Published online by Cambridge University Press:  18 May 2011

Abstract

Type
Other
Copyright
Copyright © Materials Research Society 2011

Industrial applications for zeolites include catalysis, ion exchange, and separations. The scope of applicability would increase with the discovery of new zeolites (currently fewer than 200 zeolites are known), which can be stimulated with computational predictions of stable, zeolite-like structures. Recently, R.S. Pophale and M.W. Deem of Rice University, in collaboration with P.A. Cheeseman of Purdue University, refined their previously published computational approach by accounting for the Pauli exclusion principle, and constructed a database of predicted, zeolite-like materials.

As reported recently in the online edition of Physical Chemistry Chemical Physics (DOI: 10.1039/c0cp02255a), Pophale, Cheeseman, and Deem developed a Monte Carlo technique to randomly sample the structural space of low-energy, zeolite-like structures. Geometry optimizations were performed with two interatomic potentials—the Sanders-Leslie-Catlow potential, which is accurate for zeolites, and the van Beest-Kramer-van Santen potential, which agrees well with experimentally determined enthalpies of formation. Enforcing the Pauli exclusion principle makes the structures resulting from the two potentials much more realistic, stable, and similar to each other.
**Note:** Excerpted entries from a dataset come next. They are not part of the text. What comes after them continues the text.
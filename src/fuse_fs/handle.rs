use std::collections::{HashMap, HashSet};

/// Tracks open file handles per inode.
///
/// Inodes unlinked while still open are remembered so their blocks can be
/// dropped when the last handle goes away.
pub struct HandleTable {
    handles: HashMap<u64, u64>,
    open_counts: HashMap<u64, usize>,
    unlinked: HashSet<u64>,
    next_fh: u64,
}

/// Outcome of releasing one handle.
#[derive(Debug, Clone, Copy, PartialEq, Eq)]
pub struct Released {
    pub inode: u64,
    /// No handle on the inode remains.
    pub last: bool,
    /// The inode was unlinked while open and must now be purged.
    pub purge: bool,
}

impl HandleTable {
    pub fn new() -> Self {
        Self {
            handles: HashMap::new(),
            open_counts: HashMap::new(),
            unlinked: HashSet::new(),
            next_fh: 1,
        }
    }

    /// Allocate a new file handle on `inode`.
    pub fn open(&mut self, inode: u64) -> u64 {
        let fh = self.next_fh;
        self.next_fh += 1;
        self.handles.insert(fh, inode);
        *self.open_counts.entry(inode).or_default() += 1;
        fh
    }

    pub fn inode_of(&self, fh: u64) -> Option<u64> {
        self.handles.get(&fh).copied()
    }

    pub fn is_open(&self, inode: u64) -> bool {
        self.open_counts.contains_key(&inode)
    }

    /// Purge `inode` once its last handle is released.
    pub fn defer_purge(&mut self, inode: u64) {
        self.unlinked.insert(inode);
    }

    /// Remove a handle.
    pub fn release(&mut self, fh: u64) -> Option<Released> {
        let inode = self.handles.remove(&fh)?;
        let count = self.open_counts.entry(inode).or_insert(1);
        *count -= 1;
        let last = *count == 0;
        let mut purge = false;
        if last {
            self.open_counts.remove(&inode);
            purge = self.unlinked.remove(&inode);
        }
        Some(Released { inode, last, purge })
    }
}

impl Default for HandleTable {
    fn default() -> Self {
        Self::new()
    }
}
Over 2.6 M zeolite-like structures were found and about 10% have energies in the range of known zeolites. Calculated powder x-ray diffraction patterns for the database structures are similar to those of known zeolites.

The researchers said that the low-density structures in their database are of particular interest because they expect them to have large rings and large pores, and expressed the hope that their work will spur attempts at their synthesis. The researchers also said that they are collaborating with other research groups in order to explore the adsorption and diffusion of small molecules in a subset of their zeolite database as well as how their predicted zeolites can be used for carbon sequestration.

The researchers said that their approach “may serve as a guide for construction of analogous databases for other materials such as metal-organic frameworks or crystal hydrates. Diversity in structures and possible functionality among these classes of materials could reveal themselves through such efforts.”